Il fait un temps superbe malgré la fraîcheur du matin. Nous partons en courses... pharmacie pour mon laser de lundi prochain.

Maurice en profite pour passer chez le dentiste où l'accueil par celui-ci est proprement indigne... un triste con de la plus belle espèce... mais Maurice ne se laisse pas faire !

Il est absolument inqualifiable que des médecins se permettent de tels écarts auprès de patient affaibli par la maladie, c'est indigne !

Une nouvelle fois, me voici outrée de constater tant de telles lacunes ! Bref, il en ressort traumatisé... le dentiste l'envoie faire une radio à l'hôpital. Il lui a aussi prescrit un antibiotique. En lui aboyant dessus il lui recommande de le prendre immédiatement... cela a été houleux !

Incroyable... à sa place je serai partie en lui claquant la porte au nez, mais il fallait aller plus loin pour en trouver un autre ! Nous rentrons écoeurés.

André nous apporte des pousse-pieds.

Nous rangeons, Maurice retourne à la pharmacie avec sa carte vitale qu'il n'avait pas sur lui. Évidemment le dentiste lui a fait payer la visite sans remettre l'acte à sa prochaine visite. Il ne faut surtout pas perdre 21 euros !

Nous passons l'après-midi à nous reposer. Maurice veut aller à la pêche aux calamars qu'il a dû suspendre cette semaine à cause du vent et des grandes marées.

Je profite de son absence pour me mettre sur l'ordinateur et avancer un peu dans mon travail...

Éliane frappe à la porte... elle m'apporte un pot de pâté de thon !

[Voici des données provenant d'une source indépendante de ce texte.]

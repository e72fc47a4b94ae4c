// This file is part of bounded-list.
// SPDX-License-Identifier: MIT OR Apache-2.0

// Crate imports
use crate::{
    error::Error,
    list::{BoundedList, Index},
    trace::refused,
};

impl<T, const N: usize> BoundedList<T, N> {
    /// Inserts `item` at `index`, shifting `[index, count)` one slot to the right.
    ///
    /// - Returns [`Error::OutOfBounds`] if `index > count`.
    /// - Returns [`Error::Full`] if at capacity.
    ///
    /// `insert(count, item)` behaves like [`add`](Self::add).
    #[inline]
    pub fn insert(&mut self, index: Index, item: T) -> Result<(), Error> {
        if index > self.len {
            return Err(refused("insert", Error::OutOfBounds, self.len, Self::CAPACITY));
        }
        if self.is_full() {
            return Err(refused("insert", Error::Full, self.len, Self::CAPACITY));
        }
        let len = self.live_len();

        // The first vacant slot takes the item, then rotates down into place.
        self.buf[len] = item;
        self.buf[usize::from(index)..=len].rotate_right(1);

        self.len += 1;
        Ok(())
    }
}
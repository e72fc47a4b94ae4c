// This file is part of bounded-list.
// SPDX-License-Identifier: MIT OR Apache-2.0

// Crate imports
use crate::{error::Error, list::BoundedList};

impl<T, const N: usize> From<[T; N]> for BoundedList<T, N> {
    /// Wraps a full array; the resulting list has `count == N`.
    fn from(buf: [T; N]) -> Self {
        Self {
            buf,
            len: Self::CAPACITY,
        }
    }
}

impl<T: Clone + Default, const N: usize> TryFrom<&[T]> for BoundedList<T, N> {
    type Error = Error;
    fn try_from(src: &[T]) -> Result<Self, Error> {
        let mut v = Self::default();
        for item in src {
            v.add(item.clone())?;
        }
        Ok(v)
    }
}
// This file is part of bounded-list.
// SPDX-License-Identifier: MIT OR Apache-2.0

//! Operator indexing for [`BoundedList`](crate::BoundedList).
//!
//! `list[i]` and `list[a..b]` index the live prefix as a slice, so a position
//! at or past `count` panics even though the backing slot exists. Use
//! [`BoundedList::get`](crate::BoundedList::get) or
//! [`BoundedList::try_get`](crate::BoundedList::try_get) for checked access.

// Crate imports
use crate::list::BoundedList;

// Core imports
use core::ops::{
    Index, IndexMut, Range, RangeFrom, RangeFull, RangeInclusive, RangeTo, RangeToInclusive,
};

impl<T, const N: usize> Index<usize> for BoundedList<T, N> {
    type Output = T;
    fn index(&self, i: usize) -> &T {
        &self.as_slice()[i]
    }
}
impl<T, const N: usize> IndexMut<usize> for BoundedList<T, N> {
    fn index_mut(&mut self, i: usize) -> &mut T {
        &mut self.as_mut_slice()[i]
    }
}

macro_rules! impl_range_index {
    ($($range:ty),* $(,)?) => {$(
        impl<T, const N: usize> Index<$range> for BoundedList<T, N> {
            type Output = [T];
            fn index(&self, r: $range) -> &[T] {
                &self.as_slice()[r]
            }
        }
        impl<T, const N: usize> IndexMut<$range> for BoundedList<T, N> {
            fn index_mut(&mut self, r: $range) -> &mut [T] {
                &mut self.as_mut_slice()[r]
            }
        }
    )*};
}

impl_range_index!(
    Range<usize>,
    RangeFrom<usize>,
    RangeFull,
    RangeInclusive<usize>,
    RangeTo<usize>,
    RangeToInclusive<usize>,
);

#[cfg(test)]
mod tests {
    // Imports
    use super::BoundedList;
    use alloc::string::String;

    fn sample() -> BoundedList<i32, 6> {
        BoundedList::try_from(&[0, 1, 2, 3, 4][..]).unwrap()
    }

    #[test]
    fn test_single_element_read_and_write() {
        let mut v = sample();
        assert_eq!(v[0], 0);
        assert_eq!(v[4], 4);
        v[1] = 10;
        v[4] = 40;
        assert_eq!(v.as_slice(), &[0, 10, 2, 3, 40]);
    }

    #[test]
    fn test_range_forms() {
        let mut v = sample();
        assert_eq!(&v[1..3], &[1, 2]);
        assert_eq!(&v[2..], &[2, 3, 4]);
        assert_eq!(&v[..3], &[0, 1, 2]);
        assert_eq!(&v[..=2], &[0, 1, 2]);
        assert_eq!(&v[1..=3], &[1, 2, 3]);
        assert_eq!(&v[..], &[0, 1, 2, 3, 4]);
        assert_eq!(&v[5..], &[] as &[i32]);

        v[3..].copy_from_slice(&[30, 40]);
        assert_eq!(v.as_slice(), &[0, 1, 2, 30, 40]);
    }

    #[test]
    fn test_index_mut_on_non_copy_elements() {
        let mut v: BoundedList<String, 2> = BoundedList::new();
        v.add(String::from("ab")).unwrap();
        v[0].push('c');
        assert_eq!(v[0], "abc");
    }

    #[test]
    #[should_panic]
    fn test_vacant_slot_panics() {
        // Capacity 6, count 5: slot 5 exists but is not live.
        let v = sample();
        let _ = v[5];
    }

    #[test]
    #[should_panic]
    fn test_empty_list_panics() {
        let v: BoundedList<i32, 2> = BoundedList::new();
        let _ = v[0];
    }

    #[test]
    #[should_panic]
    fn test_range_past_count_panics() {
        let mut v = sample();
        let _ = &mut v[..=5];
    }

    #[test]
    #[should_panic]
    #[allow(clippy::reversed_empty_ranges)]
    fn test_inverted_range_panics() {
        let v = sample();
        let _ = &v[3..1];
    }
}
// This file is part of bounded-list.
// SPDX-License-Identifier: MIT OR Apache-2.0

// Crate imports
use crate::{
    error::Error,
    list::{BoundedList, Index},
    trace::refused,
};

// Core imports
use core::mem;

impl<T: Default, const N: usize> BoundedList<T, N> {
    /// Removes and returns the element at `index`, shifting the tail left.
    ///
    /// Returns [`Error::OutOfBounds`] if `index >= count`.
    #[inline]
    pub fn remove_at(&mut self, index: Index) -> Result<T, Error> {
        if index >= self.len {
            return Err(refused("remove_at", Error::OutOfBounds, self.len, Self::CAPACITY));
        }
        let last = self.live_len() - 1;

        // Shift left: [index+1..count) -> [index..count-1), removed value lands at `last`.
        self.buf[usize::from(index)..=last].rotate_left(1);

        self.len -= 1;
        Ok(mem::take(&mut self.buf[last]))
    }

    /// Removes and returns the first element equal to `item`.
    ///
    /// Returns [`Error::NotFound`] if no live element matches.
    #[inline]
    pub fn remove(&mut self, item: &T) -> Result<T, Error>
    where
        T: PartialEq,
    {
        match self.index_of(item) {
            Some(index) => self.remove_at(index),
            None => Err(refused("remove", Error::NotFound, self.len, Self::CAPACITY)),
        }
    }
}
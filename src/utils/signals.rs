//! Signal handling for graceful shutdown

use signal_hook_tokio::Signals;
use futures::stream::StreamExt;
use tracing::{error, info};

/// Wait for shutdown signals (SIGTERM, SIGINT). If the handler cannot be
/// installed this never resolves and the process runs until killed.
pub async fn shutdown_signal() {
    let mut signals = match Signals::new([
        signal_hook::consts::SIGTERM,
        signal_hook::consts::SIGINT,
    ]) {
        Ok(signals) => signals,
        Err(e) => {
            error!("Failed to create signal handler: {}", e);
            std::future::pending::<()>().await;
            return;
        }
    };

    if let Some(signal) = signals.next().await {
        info!("Received signal: {}", signal);
    }
}
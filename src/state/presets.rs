//! One-click preset durations

use serde::Serialize;

use crate::error::TimerError;

/// A preset start button
#[derive(Debug, Clone, Copy, PartialEq, Eq, Serialize)]
pub struct Preset {
    pub label: &'static str,
    pub seconds: u64,
}

pub const PRESETS: [Preset; 5] = [
    Preset { label: "1 min", seconds: 60 },
    Preset { label: "2 min", seconds: 120 },
    Preset { label: "3 min", seconds: 180 },
    Preset { label: "5 min", seconds: 300 },
    Preset { label: "10 min", seconds: 600 },
];

/// Look up the preset for `seconds`
pub fn find(seconds: u64) -> Result<Preset, TimerError> {
    PRESETS
        .iter()
        .copied()
        .find(|preset| preset.seconds == seconds)
        .ok_or(TimerError::UnknownPreset(seconds))
}
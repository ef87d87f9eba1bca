//! Widget page

use crate::{
    config::WidgetSettings,
    state::duration::{MAX_MINUTES, MAX_SECONDS},
};

const TEMPLATE: &str = include_str!("../../static/index.html");

/// Fill the page template with the configured input defaults
pub fn render_page(settings: &WidgetSettings) -> String {
    TEMPLATE
        .replace("{{DEFAULT_MINUTES}}", &settings.default_minutes.to_string())
        .replace("{{DEFAULT_SECONDS}}", &settings.default_seconds.to_string())
        .replace("{{MAX_MINUTES}}", &MAX_MINUTES.to_string())
        .replace("{{MAX_SECONDS}}", &MAX_SECONDS.to_string())
}
//! Hourglass - A simple countdown timer widget served over HTTP
//!
//! This is the main entry point for the hourglass application.

use std::sync::Arc;
use tokio::net::TcpListener;
use tracing::info;

use hourglass::{
    api::create_router,
    config::Config,
    state::{AppState, SystemClock},
    tasks::{expiry_notifier_task, ticker_task},
    utils::shutdown_signal,
};

#[tokio::main]
async fn main() -> anyhow::Result<()> {
    let config = Config::parse();

    // Initialize tracing with appropriate log level
    tracing_subscriber::fmt()
        .with_env_filter(format!("hourglass={},tower_http=info", config.log_level()))
        .init();

    info!("Starting hourglass server v{}", env!("CARGO_PKG_VERSION"));
    info!(
        "Configuration: host={}, port={}, tick={}ms, bell={}",
        config.host, config.port, config.tick_interval_ms, config.bell
    );
    if let Some(sound) = &config.sound {
        if !sound.is_file() {
            tracing::warn!("Sound file {} not found, the page will beep instead", sound.display());
        }
    }

    // Create application state
    let state = Arc::new(
        AppState::new(
            config.port,
            config.host.clone(),
            config.tick_interval(),
            Arc::new(SystemClock),
        )
        .with_widget(config.widget_settings()),
    );

    // Start the redraw ticker and the expiry notifier
    let ticker_state = Arc::clone(&state);
    tokio::spawn(async move {
        ticker_task(ticker_state).await;
    });

    let notifier_state = Arc::clone(&state);
    let bell = config.bell;
    tokio::spawn(async move {
        expiry_notifier_task(notifier_state, bell).await;
    });

    // Create HTTP router with all endpoints
    let app = create_router(state);

    // Bind to the specified address
    let addr = config.address();
    let listener = TcpListener::bind(&addr).await?;

    info!("Timer running on http://{}", addr);
    info!("Endpoints:");
    info!("  GET  /                     - Timer widget");
    info!("  GET  /timer                - Current timer snapshot");
    info!("  POST /timer/start          - Start from {{minutes, seconds}}");
    info!("  POST /timer/preset/:secs   - Start a preset");
    info!("  POST /timer/pause          - Pause the running timer");
    info!("  POST /timer/resume         - Resume the paused timer");
    info!("  POST /timer/cancel         - Cancel the timer");
    info!("  GET  /events               - Expiry notifications (SSE)");
    info!("  GET  /status               - Timer and server status");
    info!("  GET  /health               - Health check");

    // Setup graceful shutdown
    let server = axum::serve(listener, app);

    tokio::select! {
        result = server => {
            if let Err(e) = result {
                tracing::error!("Server error: {}", e);
            }
        }
        _ = shutdown_signal() => {
            info!("Shutdown signal received");
        }
    }

    info!("Server shutdown complete");
    Ok(())
}
//! View formatting
//!
//! Pure functions turning timer numbers into what the widget draws: the
//! clock text, the headline, the progress fraction and the hourglass chart.

pub mod hourglass;

pub use hourglass::hourglass_svg;

use crate::state::TimerPhase;

/// Shown while nothing is running
pub const IDLE_HEADLINE: &str = "Pick a time and press start";
/// Shown right after a run reaches zero
pub const EXPIRED_HEADLINE: &str = "Time's up!";

/// Format remaining time as `MM:SS`, or `Ns` under a minute
pub fn format_clock(remaining_seconds: f64) -> String {
    let whole = remaining_seconds.max(0.0).floor() as u64;
    let mins = whole / 60;
    let secs = whole % 60;
    if mins > 0 {
        format!("{:02}:{:02}", mins, secs)
    } else {
        format!("{}s", secs)
    }
}

/// Headline for the current phase. Running and paused runs always show the
/// remaining time.
pub fn headline(phase: TimerPhase, remaining_seconds: f64) -> String {
    match phase {
        TimerPhase::Running => format!("Remaining: {}", format_clock(remaining_seconds)),
        TimerPhase::Paused => format!("Paused: {}", format_clock(remaining_seconds)),
        TimerPhase::Expired => EXPIRED_HEADLINE.to_string(),
        TimerPhase::Idle => IDLE_HEADLINE.to_string(),
    }
}

/// Fraction of the run already elapsed, in `0.0..=1.0`
pub fn progress(total_seconds: u64, remaining_seconds: f64) -> f64 {
    if total_seconds == 0 {
        return 0.0;
    }
    (1.0 - remaining_seconds / total_seconds as f64).clamp(0.0, 1.0)
}
//! State management module
//!
//! This module contains the timer state machine and the session state that
//! owns it.

pub mod app_state;
pub mod clock;
pub mod duration;
pub mod presets;
pub mod timer_state;

// Re-export main types
pub use app_state::AppState;
pub use clock::{Clock, ManualClock, SystemClock};
pub use duration::DurationInput;
pub use presets::{Preset, PRESETS};
pub use timer_state::{ExpiryEvent, TickOutcome, TimerPhase, TimerSnapshot, TimerState};
//! Utility functions module

pub mod signals;

pub use signals::shutdown_signal;
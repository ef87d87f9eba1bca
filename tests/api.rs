use std::{sync::Arc, time::Duration};

use axum::{
    body::{to_bytes, Body},
    http::{header, Request, StatusCode},
    Router,
};
use chrono::Utc;
use serde_json::{json, Value};
use tower::ServiceExt;

use hourglass::{
    api::create_router,
    config::WidgetSettings,
    state::{AppState, ManualClock},
};

fn app() -> (Router, Arc<AppState>, Arc<ManualClock>) {
    let clock = Arc::new(ManualClock::new(Utc::now()));
    let state = Arc::new(AppState::new(
        8501,
        "127.0.0.1".to_string(),
        Duration::from_millis(100),
        clock.clone(),
    ));
    (create_router(Arc::clone(&state)), state, clock)
}

async fn send(app: &Router, method: &str, uri: &str, body: Option<Value>) -> (StatusCode, Value) {
    let builder = Request::builder().method(method).uri(uri);
    let request = match body {
        Some(body) => builder
            .header(header::CONTENT_TYPE, "application/json")
            .body(Body::from(body.to_string()))
            .unwrap(),
        None => builder.body(Body::empty()).unwrap(),
    };

    let response = app.clone().oneshot(request).await.unwrap();
    let status = response.status();
    let bytes = to_bytes(response.into_body(), usize::MAX).await.unwrap();
    let value = if bytes.is_empty() {
        Value::Null
    } else {
        serde_json::from_slice(&bytes).unwrap_or(Value::Null)
    };
    (status, value)
}

#[tokio::test]
async fn start_pause_resume_cancel_round_trip() {
    let (app, _, clock) = app();

    let (status, body) = send(&app, "POST", "/timer/start", Some(json!({"minutes": 1, "seconds": 30}))).await;
    assert_eq!(status, StatusCode::OK);
    assert_eq!(body["status"], "ok");
    assert_eq!(body["timer"]["phase"], "running");
    assert_eq!(body["timer"]["total_seconds"], 90);
    assert_eq!(body["timer"]["remaining_seconds"], 90.0);

    clock.advance(chrono::Duration::seconds(10));
    let (status, body) = send(&app, "POST", "/timer/pause", None).await;
    assert_eq!(status, StatusCode::OK);
    assert_eq!(body["timer"]["phase"], "paused");
    assert_eq!(body["timer"]["remaining_seconds"], 80.0);
    assert_eq!(body["timer"]["headline"], "Paused: 01:20");

    clock.advance(chrono::Duration::seconds(5));
    let (status, _) = send(&app, "POST", "/timer/resume", None).await;
    assert_eq!(status, StatusCode::OK);

    let (_, snapshot) = send(&app, "GET", "/timer", None).await;
    assert_eq!(snapshot["phase"], "running");
    assert_eq!(snapshot["remaining_seconds"], 80.0);

    let (status, body) = send(&app, "POST", "/timer/cancel", None).await;
    assert_eq!(status, StatusCode::OK);
    assert_eq!(body["timer"]["phase"], "idle");
    assert_eq!(body["timer"]["remaining_seconds"], 0.0);
}

#[tokio::test]
async fn zero_duration_is_rejected_with_hint() {
    let (app, _, _) = app();

    let (status, body) = send(&app, "POST", "/timer/start", Some(json!({"minutes": 0, "seconds": 0}))).await;
    assert_eq!(status, StatusCode::UNPROCESSABLE_ENTITY);
    assert_eq!(body["status"], "rejected");
    assert_eq!(body["message"], "Set at least 1 second");
    assert_eq!(body["timer"]["phase"], "idle");
}

#[tokio::test]
async fn out_of_range_seconds_are_rejected() {
    let (app, _, _) = app();

    let (status, body) = send(&app, "POST", "/timer/start", Some(json!({"minutes": 0, "seconds": 75}))).await;
    assert_eq!(status, StatusCode::UNPROCESSABLE_ENTITY);
    assert_eq!(body["timer"]["phase"], "idle");
}

#[tokio::test]
async fn presets() {
    let (app, _, _) = app();

    let (status, list) = send(&app, "GET", "/presets", None).await;
    assert_eq!(status, StatusCode::OK);
    let seconds: Vec<u64> = list
        .as_array()
        .unwrap()
        .iter()
        .map(|preset| preset["seconds"].as_u64().unwrap())
        .collect();
    assert_eq!(seconds, vec![60, 120, 180, 300, 600]);

    let (status, _) = send(&app, "POST", "/timer/preset/90", None).await;
    assert_eq!(status, StatusCode::NOT_FOUND);

    let (status, body) = send(&app, "POST", "/timer/preset/120", None).await;
    assert_eq!(status, StatusCode::OK);
    assert_eq!(body["timer"]["total_seconds"], 120);
    assert_eq!(body["timer"]["phase"], "running");
    assert_eq!(body["timer"]["presets_enabled"], false);

    let (status, body) = send(&app, "POST", "/timer/preset/60", None).await;
    assert_eq!(status, StatusCode::CONFLICT);
    assert_eq!(body["timer"]["total_seconds"], 120);
}

#[tokio::test]
async fn transitions_outside_their_state_conflict() {
    let (app, _, _) = app();

    for path in ["/timer/pause", "/timer/resume", "/timer/cancel"] {
        let (status, body) = send(&app, "POST", path, None).await;
        assert_eq!(status, StatusCode::CONFLICT, "{}", path);
        assert_eq!(body["timer"]["phase"], "idle");
    }
}

#[tokio::test]
async fn polling_past_zero_expires_once() {
    let (app, state, clock) = app();
    let mut expiries = state.subscribe_expiry();

    send(&app, "POST", "/timer/start", Some(json!({"seconds": 30}))).await;
    clock.advance(chrono::Duration::seconds(35));

    for _ in 0..3 {
        let (_, snapshot) = send(&app, "GET", "/timer", None).await;
        assert_eq!(snapshot["phase"], "idle");
        assert_eq!(snapshot["expired_notified"], true);
        assert_eq!(snapshot["headline"], "Time's up!");
    }

    assert_eq!(expiries.try_recv().unwrap().total_seconds, 30);
    assert!(expiries.try_recv().is_err());

    let (_, status) = send(&app, "GET", "/status", None).await;
    assert_eq!(status["last_action"], "expired");
    assert_eq!(status["port"], 8501);
}

#[tokio::test]
async fn page_and_hourglass_are_served() {
    let clock = Arc::new(ManualClock::new(Utc::now()));
    let state = Arc::new(
        AppState::new(8501, "127.0.0.1".to_string(), Duration::from_millis(100), clock.clone())
            .with_widget(WidgetSettings {
                default_minutes: 3,
                default_seconds: 0,
                sound: None,
            }),
    );
    let app = create_router(Arc::clone(&state));

    let response = app
        .clone()
        .oneshot(Request::builder().uri("/").body(Body::empty()).unwrap())
        .await
        .unwrap();
    assert_eq!(response.status(), StatusCode::OK);
    let page = to_bytes(response.into_body(), usize::MAX).await.unwrap();
    let page = String::from_utf8(page.to_vec()).unwrap();
    assert!(page.contains(r#"value="3""#));

    state.start(60).unwrap();
    clock.advance(chrono::Duration::seconds(30));
    let response = app
        .clone()
        .oneshot(Request::builder().uri("/timer/hourglass.svg").body(Body::empty()).unwrap())
        .await
        .unwrap();
    assert_eq!(response.status(), StatusCode::OK);
    assert_eq!(response.headers()[header::CONTENT_TYPE], "image/svg+xml");
    let svg = to_bytes(response.into_body(), usize::MAX).await.unwrap();
    assert!(String::from_utf8_lossy(&svg).contains("#FFA07A"));
}

#[tokio::test]
async fn sound_is_not_found_without_a_file() {
    let (app, _, _) = app();
    let (status, _) = send(&app, "GET", "/sound", None).await;
    assert_eq!(status, StatusCode::NOT_FOUND);
}

#[tokio::test]
async fn health() {
    let (app, _, _) = app();
    let (status, body) = send(&app, "GET", "/health", None).await;
    assert_eq!(status, StatusCode::OK);
    assert_eq!(body["status"], "ok");
}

La nuit tombe à vingt heures trente... bredouille, Maurice rentre à vingt heures. L'eau de l'océan est trop chaud pour les calamars !

C'est l'automne !

Samedi 3 octobre 2015,

C'est l'été. Le soleil darde ses rayons d'une luminosité forte et unique ici au bout du monde.

Un temps chaud et calme se lève sur la lande sans un souffle de vent. Rien ne bouge, tout est immobile... c'est rare.

Nous découvrons une nouvelle portée de lapins de garenne réfugiés dans l'enclos aux chèvres. Le petit dernier est vraiment minuscule... trop joli !

Nous partons faire quelques achats de ce qui nous manque dans le frigidaire. Une fois rentrés nous rangeons et je prépare un repas rapide.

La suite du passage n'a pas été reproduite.